The Daily Feather — Cure-Alls to Coca-Cola
Every age has its panacea, its cure-alls that “treat” the anxieties and preoccupations of the cultural moment over the centuries. Chinese alchemists of the T’ang dynasty were obsessed with the elixir of life, believed to cure all disease and confer immortality. Big oops, four emperors died after taking a dose, presumably due to lethal ingredients like cinnabar and mercury. To combat plague, European pseudoscientists turned to theriac. Famous since the days of Marcus Aurelius, theriac was a compound of up to 80 ingredients, including fermented viper flesh, ground coral, saffron, and opium, mashed into sticky syrup. In mid-1800s America, medicine show charlatans hawked their miracle drugs at traveling fairs, between vaudeville acts and burlesque shows. Pre-dating food and drug regulations, these patent medicines were anything from high-proof alcohol to colored water.
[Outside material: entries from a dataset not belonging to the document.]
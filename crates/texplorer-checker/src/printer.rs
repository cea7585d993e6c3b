//! Render types as TypeScript syntax.
//!
//! The output follows `checker.typeToString` closely enough for display:
//! aliases print by name, object literals print their members inline,
//! functions print as arrow types.

use crate::db::{SignatureKind, TypeDatabase};
use crate::types::{
    CheckFlags, LiteralValue, ObjectFlags, Signature, SymbolId, TypeData, TypeFlags, TypeId,
};
use rustc_hash::FxHashSet;
use std::fmt::Write;
use texplorer_common::SymbolFlags;

/// Anonymous objects nested deeper than this print as `{ ... }`.
const MAX_PRINT_DEPTH: u32 = 8;

/// Render `id` as a TypeScript type.
pub fn type_to_string(db: &dyn TypeDatabase, id: TypeId) -> String {
    TypePrinter::new(db).print(id)
}

pub struct TypePrinter<'a> {
    db: &'a dyn TypeDatabase,
    /// Anonymous object types currently being printed.
    in_progress: FxHashSet<TypeId>,
    depth: u32,
}

#[derive(Clone, Copy, PartialEq, Eq)]
enum Precedence {
    Top,
    /// Inside a union or intersection: function types need parentheses.
    Operand,
    /// Array element: unions, intersections and functions need parentheses.
    Postfix,
}

impl<'a> TypePrinter<'a> {
    pub fn new(db: &'a dyn TypeDatabase) -> Self {
        TypePrinter {
            db,
            in_progress: FxHashSet::default(),
            depth: 0,
        }
    }

    pub fn print(&mut self, id: TypeId) -> String {
        self.print_with(id, Precedence::Top)
    }

    fn symbol_name(&self, symbol: Option<SymbolId>) -> Option<String> {
        symbol
            .and_then(|symbol| self.db.symbol(symbol))
            .map(|symbol| symbol.name.clone())
    }

    fn print_list(&mut self, types: &[TypeId], separator: &str, precedence: Precedence) -> String {
        types
            .iter()
            .map(|&ty| self.print_with(ty, precedence))
            .collect::<Vec<_>>()
            .join(separator)
    }

    fn with_arguments(&mut self, name: String, arguments: &[TypeId]) -> String {
        if arguments.is_empty() {
            name
        } else {
            format!("{}<{}>", name, self.print_list(arguments, ", ", Precedence::Top))
        }
    }

    fn print_with(&mut self, id: TypeId, precedence: Precedence) -> String {
        let db = self.db;
        let Some(ty) = db.lookup(id) else {
            return "unknown".to_string();
        };

        if let Some(alias) = self.symbol_name(ty.alias_symbol) {
            let arguments = ty.alias_type_arguments.clone();
            return self.with_arguments(alias, &arguments);
        }

        let flags = ty.flags;
        if flags.contains(TypeFlags::BOOLEAN) {
            return "boolean".to_string();
        }
        if flags.contains(TypeFlags::ENUM_LITERAL) && !flags.contains(TypeFlags::UNION) {
            let member = ty.symbol.and_then(|symbol| db.symbol(symbol));
            if let Some(member) = member {
                let parent = self.symbol_name(member.parent);
                return match parent {
                    Some(parent) => format!("{}.{}", parent, member.name),
                    None => member.name.clone(),
                };
            }
        }
        if flags.contains(TypeFlags::ENUM) {
            if let Some(name) = self.symbol_name(ty.symbol) {
                return name;
            }
        }

        match &ty.data {
            TypeData::Intrinsic { name } => match name.as_str() {
                "error" => "any".to_string(),
                _ => name.clone(),
            },
            TypeData::Literal { value } => match value {
                LiteralValue::String(value) => format!("{:?}", value),
                LiteralValue::Number(value) => format!("{}", value),
                LiteralValue::BigInt(value) => format!("{}n", value),
                LiteralValue::Boolean(value) => value.to_string(),
            },
            TypeData::Union { types } => {
                let types = types.clone();
                let text = self.print_list(&types, " | ", Precedence::Operand);
                parenthesize(text, precedence != Precedence::Top)
            }
            TypeData::Intersection { types } => {
                let types = types.clone();
                let text = self.print_list(&types, " & ", Precedence::Operand);
                parenthesize(text, precedence != Precedence::Top)
            }
            TypeData::TypeParameter { .. } => {
                self.symbol_name(ty.symbol).unwrap_or_else(|| "T".to_string())
            }
            TypeData::Index { target } => {
                let target = *target;
                format!("keyof {}", self.print_with(target, Precedence::Postfix))
            }
            TypeData::IndexedAccess {
                object_type,
                index_type,
            } => {
                let (object_type, index_type) = (*object_type, *index_type);
                format!(
                    "{}[{}]",
                    self.print_with(object_type, Precedence::Postfix),
                    self.print(index_type)
                )
            }
            TypeData::Conditional {
                check_type,
                extends_type,
                true_type,
                false_type,
            } => {
                let (check, extends, when_true, when_false) =
                    (*check_type, *extends_type, *true_type, *false_type);
                let mut out = format!(
                    "{} extends {}",
                    self.print_with(check, Precedence::Operand),
                    self.print(extends)
                );
                let when_true =
                    when_true.map_or_else(|| "unknown".to_string(), |ty| self.print(ty));
                let when_false =
                    when_false.map_or_else(|| "unknown".to_string(), |ty| self.print(ty));
                let _ = write!(out, " ? {} : {}", when_true, when_false);
                parenthesize(out, precedence != Precedence::Top)
            }
            TypeData::Substitution { base_type, .. } => {
                let base_type = *base_type;
                self.print_with(base_type, precedence)
            }
            TypeData::TemplateLiteral { texts, types } => {
                let (texts, types) = (texts.clone(), types.clone());
                let mut out = String::from("`");
                for (index, text) in texts.iter().enumerate() {
                    out.push_str(text);
                    if let Some(&ty) = types.get(index) {
                        let _ = write!(out, "${{{}}}", self.print(ty));
                    }
                }
                out.push('`');
                out
            }
            TypeData::StringMapping { target } => {
                let target = *target;
                let name = self
                    .symbol_name(ty.symbol)
                    .unwrap_or_else(|| "Intrinsic".to_string());
                format!("{}<{}>", name, self.print(target))
            }
            TypeData::Object(_) => self.print_object(id, precedence),
        }
    }

    fn print_object(&mut self, id: TypeId, precedence: Precedence) -> String {
        let db = self.db;
        let object_flags = db.object_flags(id);
        let symbol = db.lookup(id).and_then(|ty| ty.symbol);
        let arguments = db.get_type_arguments(id).to_vec();

        if db.is_array_type(id) {
            let element = arguments.first().copied().unwrap_or(TypeId::UNKNOWN);
            let text = format!("{}[]", self.print_with(element, Precedence::Postfix));
            return if db.is_readonly_array_type(id) {
                format!("readonly {}", text)
            } else {
                text
            };
        }

        if db.is_tuple_type(id) {
            let shape = db
                .lookup(id)
                .and_then(|ty| ty.as_object())
                .and_then(|object| object.tuple.clone())
                .unwrap_or_default();
            let elements: Vec<String> = arguments
                .iter()
                .enumerate()
                .map(|(index, &element)| {
                    let text = self.print(element);
                    let optional = shape.min_length.is_some_and(|min| index >= min);
                    match shape.labels.as_ref().and_then(|labels| labels.get(index)) {
                        Some(label) if optional => format!("{}?: {}", label, text),
                        Some(label) => format!("{}: {}", label, text),
                        None if optional => format!("{}?", text),
                        None => text,
                    }
                })
                .collect();
            let text = format!("[{}]", elements.join(", "));
            return if shape.readonly {
                format!("readonly {}", text)
            } else {
                text
            };
        }

        if object_flags.intersects(ObjectFlags::CLASS_OR_INTERFACE | ObjectFlags::REFERENCE) {
            if let Some(name) = self.symbol_name(symbol) {
                return self.with_arguments(name, &arguments);
            }
        }

        // Constructor side of a class.
        let is_class_symbol = symbol
            .and_then(|symbol| db.symbol(symbol))
            .is_some_and(|symbol| symbol.flags.contains(SymbolFlags::CLASS));
        if is_class_symbol {
            if let Some(name) = self.symbol_name(symbol) {
                return format!("typeof {}", name);
            }
        }

        if self.depth >= MAX_PRINT_DEPTH || !self.in_progress.insert(id) {
            return "{ ... }".to_string();
        }
        self.depth += 1;
        let text = self.print_anonymous_object(id, precedence);
        self.depth -= 1;
        self.in_progress.remove(&id);
        text
    }

    fn print_anonymous_object(&mut self, id: TypeId, precedence: Precedence) -> String {
        let db = self.db;
        let properties = db.get_properties_of_type(id);
        let calls = db.get_signatures_of_type(id, SignatureKind::Call).to_vec();
        let constructs = db.get_signatures_of_type(id, SignatureKind::Construct).to_vec();
        let index_infos = db.get_index_infos_of_type(id).to_vec();

        if properties.is_empty() && index_infos.is_empty() && constructs.is_empty() {
            if let [signature] = calls.as_slice() {
                let text = format!(
                    "{} => {}",
                    self.print_parameters(signature),
                    self.print(signature.return_type)
                );
                return parenthesize(text, precedence != Precedence::Top);
            }
        }

        let mut members = Vec::new();
        for signature in &calls {
            members.push(format!(
                "{}: {}",
                self.print_parameters(signature),
                self.print(signature.return_type)
            ));
        }
        for signature in &constructs {
            members.push(format!(
                "new {}: {}",
                self.print_parameters(signature),
                self.print(signature.return_type)
            ));
        }
        for info in &index_infos {
            let key_name = self
                .symbol_name(info.parameter)
                .unwrap_or_else(|| "key".to_string());
            members.push(format!(
                "{}[{}: {}]: {}",
                if info.is_readonly { "readonly " } else { "" },
                key_name,
                self.print(info.key_type),
                self.print(info.value_type)
            ));
        }
        for property in properties {
            let Some(symbol) = db.symbol(property) else {
                continue;
            };
            let readonly = symbol.check_flags.contains(CheckFlags::READONLY);
            let optional = symbol.flags.contains(SymbolFlags::OPTIONAL);
            let name = symbol.name.clone();
            let ty = db.get_type_of_symbol(property);
            members.push(format!(
                "{}{}{}: {}",
                if readonly { "readonly " } else { "" },
                name,
                if optional { "?" } else { "" },
                self.print(ty)
            ));
        }

        if members.is_empty() {
            "{}".to_string()
        } else {
            format!("{{ {}; }}", members.join("; "))
        }
    }

    fn print_parameters(&mut self, signature: &Signature) -> String {
        let db = self.db;
        let parameters: Vec<String> = signature
            .parameters
            .iter()
            .map(|&parameter| {
                let name = self
                    .symbol_name(Some(parameter))
                    .unwrap_or_else(|| "arg".to_string());
                let rest = if db.is_rest_parameter(parameter) { "..." } else { "" };
                let optional = if db.is_optional_parameter(parameter) { "?" } else { "" };
                let ty = db.get_type_of_symbol(parameter);
                format!("{}{}{}: {}", rest, name, optional, self.print(ty))
            })
            .collect();
        format!("({})", parameters.join(", "))
    }
}

fn parenthesize(text: String, needed: bool) -> String {
    if needed { format!("({})", text) } else { text }
}

#[cfg(test)]
#[path = "../tests/printer_tests.rs"]
mod tests;
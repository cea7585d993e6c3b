//! Centralized limits and defaults.

/// Default depth bound for type tree generation and type merging.
///
/// ```typescript
/// // Without a bound this expands forever: every level mints a new
/// // instantiation rather than revisiting an old one.
/// type Nest<T> = { inner: Nest<T[]> };
/// ```
pub const DEFAULT_MAX_DEPTH: u32 = 6;

/// Maximum number of reference hops followed while resolving one node.
///
/// A reference resolved through a `TypeInfoMap` always lands on a concrete
/// node, but a remote retriever may answer with yet another reference.
pub const MAX_REFERENCE_HOPS: u32 = 64;

/// Name prefix the binder gives to anonymous symbols (`__type`, `__object`, ...).
pub const ANONYMOUS_SYMBOL_PREFIX: &str = "__";
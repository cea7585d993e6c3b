use super::*;
use crate::position::{Position, Range};

fn primitive(id: u32, primitive: PrimitiveKind) -> TypeInfoRef {
    Arc::new(TypeInfo::new(
        TypeInfoId(id),
        TypeInfoKind::Primitive { primitive },
    ))
}

#[test]
fn test_kind_tag_is_flattened_into_node() {
    let node = primitive(7, PrimitiveKind::String);
    let json = serde_json::to_value(&*node).unwrap();
    assert_eq!(
        json,
        serde_json::json!({"id": 7, "kind": "primitive", "primitive": "string"})
    );
}

#[test]
fn test_reference_carries_only_id_and_location() {
    let location = SourceFileLocation::new(
        "/a.ts",
        Range::new(Position::new(1, 2), Position::new(1, 5)),
    );
    let node = TypeInfo::new(
        TypeInfoId(3),
        TypeInfoKind::Reference {
            location: Some(location),
        },
    );
    let json = serde_json::to_value(&node).unwrap();
    assert_eq!(json["kind"], "reference");
    assert_eq!(json["location"]["fileName"], "/a.ts");
    assert_eq!(json["location"]["range"]["start"]["character"], 2);

    let bare = TypeInfo::new(TypeInfoId(3), TypeInfoKind::Reference { location: None });
    let json = serde_json::to_value(&bare).unwrap();
    assert_eq!(json, serde_json::json!({"id": 3, "kind": "reference"}));
}

#[test]
fn test_array_payload_uses_type_field_and_round_trips() {
    let mut node = TypeInfo::new(
        TypeInfoId(1),
        TypeInfoKind::Array {
            element: primitive(2, PrimitiveKind::String),
            readonly: false,
        },
    );
    node.symbol_meta = Some(SymbolInfo::new(
        "arrayOfStrings",
        SymbolFlags::BLOCK_SCOPED_VARIABLE,
    ));

    let json = serde_json::to_string(&node).unwrap();
    assert!(json.contains("\"kind\":\"array\""));
    assert!(json.contains("\"type\":{"));
    assert!(json.contains("\"symbolMeta\""));

    let back: TypeInfo = serde_json::from_str(&json).unwrap();
    assert_eq!(back, node);
}

#[test]
fn test_class_payload_is_flattened() {
    let node = TypeInfo::new(
        TypeInfoId(10),
        TypeInfoKind::Class(ClassLikeInfo {
            class_symbol: Some(SymbolInfo::new("Foo", SymbolFlags::CLASS)),
            ..Default::default()
        }),
    );
    let json = serde_json::to_value(&node).unwrap();
    assert_eq!(json["kind"], "class");
    assert_eq!(json["classSymbol"]["name"], "Foo");
    let back: TypeInfo = serde_json::from_value(json).unwrap();
    assert_eq!(back.type_kind(), TypeKind::Class);
}

#[test]
fn test_anonymous_symbol_detection() {
    assert!(SymbolInfo::new("__type", SymbolFlags::TYPE_LITERAL).anonymous);
    assert!(!SymbolInfo::new("value", SymbolFlags::PROPERTY).anonymous);
}

#[test]
fn test_for_each_child_visits_signatures_and_type_arguments() {
    let param = primitive(2, PrimitiveKind::Number);
    let ret = primitive(3, PrimitiveKind::Void);
    let mut node = TypeInfo::new(
        TypeInfoId(1),
        TypeInfoKind::Function {
            signatures: vec![SignatureInfo {
                parameters: vec![param],
                return_type: Some(ret),
                ..Default::default()
            }],
        },
    );
    node.type_arguments = Some(vec![primitive(4, PrimitiveKind::String)]);

    let mut ids = Vec::new();
    node.for_each_child(|child| ids.push(child.id.0));
    assert_eq!(ids, vec![2, 3, 4]);
}

#[test]
fn test_bigint_and_enum_value_display() {
    let big = PseudoBigInt {
        negative: true,
        base10_value: "12".to_string(),
    };
    assert_eq!(big.to_string(), "-12");
    assert_eq!(EnumValue::Number(1.0).to_string(), "1");
    assert_eq!(EnumValue::String("a".into()).to_string(), "\"a\"");
}
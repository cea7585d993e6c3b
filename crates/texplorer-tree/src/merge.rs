//! Intersection merger.
//!
//! Reduces a set of types to one synthesized type with intersections merged
//! property by property:
//!
//! ```typescript
//! type A = { a: { x: string } } & { a: { y: number }; b: boolean };
//! // expands to
//! //   { a: { x: string; y: number; }; b: boolean; }
//! ```
//!
//! Unions distribute: `(A | B) & C` expands to `(A & C) | (B & C)`, each
//! member merged again. New types always go through [`TypeFactory`]; the
//! input types are never mutated.

use indexmap::IndexMap;
use rustc_hash::{FxHashMap, FxHashSet};
use texplorer_checker::{
    CheckFlags, Declaration, ObjectFlags, ObjectMembers, SignatureKind, SymbolFlags, SymbolId,
    TypeData, TypeFactory, TypeFlags, TypeId, type_to_string,
};
use texplorer_common::TreeConfig;
use tracing::{debug, trace};

use crate::walker::type_of_symbol;

/// Merge `ty` into a fully property-merged type.
pub fn recursively_expand_type<F>(factory: &mut F, ty: TypeId, config: &TreeConfig) -> TypeId
where
    F: TypeFactory + ?Sized,
{
    let mut merger = TypeMerger::new(factory, config.max_depth);
    let merged = merger.merge(&[ty]);
    debug!(%ty, %merged, synthesized = merger.seen.len(), "expanded type");
    merged
}

/// Merge `ty` and print the result.
pub fn expand_type_to_string<F: TypeFactory>(
    factory: &mut F,
    ty: TypeId,
    config: &TreeConfig,
) -> String {
    let merged = recursively_expand_type(factory, ty, config);
    type_to_string(&*factory, merged)
}

struct TypeMerger<'a, F: TypeFactory + ?Sized> {
    factory: &'a mut F,
    /// Original type to merged type, for singleton inputs.
    seen: FxHashMap<TypeId, TypeId>,
    depth: u32,
    max_depth: u32,
}

impl<'a, F: TypeFactory + ?Sized> TypeMerger<'a, F> {
    fn new(factory: &'a mut F, max_depth: u32) -> Self {
        TypeMerger {
            factory,
            seen: FxHashMap::default(),
            depth: 0,
            max_depth,
        }
    }

    fn merge(&mut self, types: &[TypeId]) -> TypeId {
        if let [single] = types {
            if let Some(&merged) = self.seen.get(single) {
                return merged;
            }
        }
        if self.depth >= self.max_depth {
            trace!(depth = self.depth, "merge depth reached");
            return match types {
                [single] => *single,
                _ => self.factory.new_intersection_type(types.to_vec()),
            };
        }

        self.depth += 1;
        let merged = self.merge_classified(types);
        self.depth -= 1;
        merged
    }

    fn merge_classified(&mut self, types: &[TypeId]) -> TypeId {
        let mut flattened = Vec::with_capacity(types.len());
        for &ty in types {
            self.flatten(ty, &mut flattened);
        }

        if let Some(index) = flattened
            .iter()
            .position(|&ty| self.is_distributable_union(ty))
        {
            let union = flattened.remove(index);
            let members = match self.factory.lookup(union).map(|record| &record.data) {
                Some(TypeData::Union { types }) => types.clone(),
                _ => Vec::new(),
            };
            return self.distribute(&flattened, index, &members, types);
        }

        let mut unique = FxHashSet::default();
        flattened.retain(|&ty| unique.insert(ty));
        let (objects, others): (Vec<TypeId>, Vec<TypeId>) = flattened
            .into_iter()
            .partition(|&ty| self.is_mergeable_object(ty));
        match (objects.is_empty(), others.as_slice()) {
            (true, [single]) => self.factory.clone_type_without_alias(*single),
            (true, []) => TypeId::UNKNOWN,
            (true, _) => self.factory.new_intersection_type(others),
            (false, []) => self.merge_objects(&objects, types),
            (false, _) => {
                let merged = self.merge_objects(&objects, types);
                let mut members = Vec::with_capacity(others.len() + 1);
                members.push(merged);
                members.extend(others);
                self.factory.new_intersection_type(members)
            }
        }
    }

    /// Replace intersections by their constituents, recursively.
    fn flatten(&self, ty: TypeId, out: &mut Vec<TypeId>) {
        match self.factory.lookup(ty).map(|record| &record.data) {
            Some(TypeData::Intersection { types }) => {
                for &member in types {
                    self.flatten(member, out);
                }
            }
            _ => out.push(ty),
        }
    }

    /// Unions other than `boolean` and enum types.
    fn is_distributable_union(&self, ty: TypeId) -> bool {
        let flags = self.factory.type_flags(ty);
        flags.contains(TypeFlags::UNION) && !flags.intersects(TypeFlags::BOOLEAN | TypeFlags::ENUM)
    }

    fn is_mergeable_object(&self, ty: TypeId) -> bool {
        let db = &*self.factory;
        db.type_flags(ty).contains(TypeFlags::OBJECT)
            && db.get_signatures_of_type(ty, SignatureKind::Call).is_empty()
            && !db.is_array_type(ty)
            && !db.is_tuple_type(ty)
    }

    /// `rest & (m1 | m2 | ...)` becomes `(rest & m1) | (rest & m2) | ...`,
    /// each member taking the union's position among the constituents.
    fn distribute(
        &mut self,
        rest: &[TypeId],
        position: usize,
        members: &[TypeId],
        key: &[TypeId],
    ) -> TypeId {
        let merged: Vec<TypeId> = members
            .iter()
            .map(|&member| {
                let mut constituents = rest.to_vec();
                constituents.insert(position, member);
                self.merge(&constituents)
            })
            .collect();
        let union = self.factory.new_union_type(merged);
        if let [original] = key {
            self.seen.insert(*original, union);
        }
        union
    }

    fn merge_objects(&mut self, objects: &[TypeId], key: &[TypeId]) -> TypeId {
        let merged = self.factory.new_object_type(ObjectFlags::ANONYMOUS, None);
        if let [single] = key {
            self.seen.insert(*single, merged);
        }

        let mut by_name: IndexMap<String, Vec<SymbolId>> = IndexMap::new();
        let mut call_signatures = Vec::new();
        let mut construct_signatures = Vec::new();
        let mut index_infos = Vec::new();
        {
            let db = &*self.factory;
            for &object in objects {
                for property in db.get_properties_of_type(object) {
                    if let Some(symbol) = db.symbol(property) {
                        by_name
                            .entry(symbol.name.clone())
                            .or_default()
                            .push(property);
                    }
                }
                call_signatures
                    .extend_from_slice(db.get_signatures_of_type(object, SignatureKind::Call));
                construct_signatures
                    .extend_from_slice(db.get_signatures_of_type(object, SignatureKind::Construct));
                index_infos.extend_from_slice(db.get_index_infos_of_type(object));
            }
        }

        let mut properties = Vec::with_capacity(by_name.len());
        for (name, symbols) in by_name {
            properties.push(self.merge_property(&name, &symbols));
        }

        self.factory.set_object_members(
            merged,
            ObjectMembers {
                properties,
                call_signatures,
                construct_signatures,
                index_infos,
            },
        );
        merged
    }

    /// One transient property for every constituent symbol named `name`.
    /// Optional only when optional everywhere; readonly when readonly
    /// anywhere.
    fn merge_property(&mut self, name: &str, symbols: &[SymbolId]) -> SymbolId {
        let mut types = Vec::with_capacity(symbols.len());
        let mut declarations: Vec<Declaration> = Vec::new();
        let mut optional = true;
        let mut readonly = false;
        {
            let db = &*self.factory;
            for &symbol in symbols {
                types.push(type_of_symbol(db, symbol));
                if let Some(sym) = db.symbol(symbol) {
                    optional &= sym.flags.contains(SymbolFlags::OPTIONAL);
                    readonly |= sym.check_flags.contains(CheckFlags::READONLY);
                    declarations.extend(sym.declarations.iter().cloned());
                }
            }
        }

        let ty = self.merge(&types);
        let flags = if optional {
            SymbolFlags::OPTIONAL
        } else {
            SymbolFlags::empty()
        };
        let mut check_flags = CheckFlags::SYNTHETIC_PROPERTY;
        if readonly {
            check_flags |= CheckFlags::READONLY;
        }
        self.factory
            .new_property_symbol(name, flags, check_flags, ty, declarations)
    }
}

#[cfg(test)]
#[path = "../tests/merge_tests.rs"]
mod tests;
//! Arena-backed type store.
//!
//! Types and symbols live in two vectors indexed by [`TypeId`] and
//! [`SymbolId`]. Intrinsic types occupy fixed slots so that well-known
//! constants like `TypeId::STRING` are valid in every store; the global
//! `Array` and `ReadonlyArray` interfaces are registered right after them.

use crate::db::{SignatureKind, TRANSIENT_PROPERTY_FLAGS, TypeDatabase, TypeFactory};
use crate::types::{
    CheckFlags, Declaration, DeclarationKind, IndexInfo, LiteralValue, ObjectFlags,
    ObjectMembers, ObjectType, Signature, Symbol, SymbolId, TupleShape, Type, TypeData,
    TypeFlags, TypeId,
};
use rustc_hash::FxHashSet;
use serde::{Deserialize, Serialize};
use texplorer_common::{EnumValue, Position, PseudoBigInt, SourceFileLocation, SymbolFlags};

#[derive(Clone, Debug, PartialEq, Serialize, Deserialize)]
#[serde(rename_all = "camelCase")]
pub struct TypeStore {
    pub(crate) types: Vec<Type>,
    pub(crate) symbols: Vec<Symbol>,
    pub(crate) global_array: TypeId,
    pub(crate) global_readonly_array: TypeId,
}

impl Default for TypeStore {
    fn default() -> Self {
        Self::new()
    }
}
Promising to cure everything from acute ailments to general malaise, patent medicines were touted as safeguards against the strain of modern life. “We are a great army of nervous invalids,” proclaimed Dr. John Pemberton, American pharmacist and Confederate States Army veteran. To diagnose the entire United States with a nervous affliction, he prescribed cocaine-infused wine, to “stimulate our lethargy and console our grief.” Thus, Coca-Cola was born.
Lower interest rates have a similarly soothing calming effect on unnerved investors, with the disclaimer – so long as recession risks are kept at arm’s length. In the credit-driven-growth universe businesses populate, lower rates have the potential to induce euphoria, especially after the Federal Reserve’s tightening campaign to get inflation to cry ‘Uncle!’ has gone too far.
The Empire State Manufacturing Survey was a case in point. There’s no denying the positivity in September’s headline, which vaulted 16.2 points to a stout 11.5, marking the first expansionary reading in 10 months (yellow line). Even better, current General Business Conditions bested the consensus’ penciled in -4.0 by 15.5 points, the largest beat in 15 months. And finally, the coincidence, Shipments index advanced 17.6 points to 17.9, also a 15-month high. Since the survey’s 2001 inception, monthly changes in this last gauge have a .82 correlation to the headline number.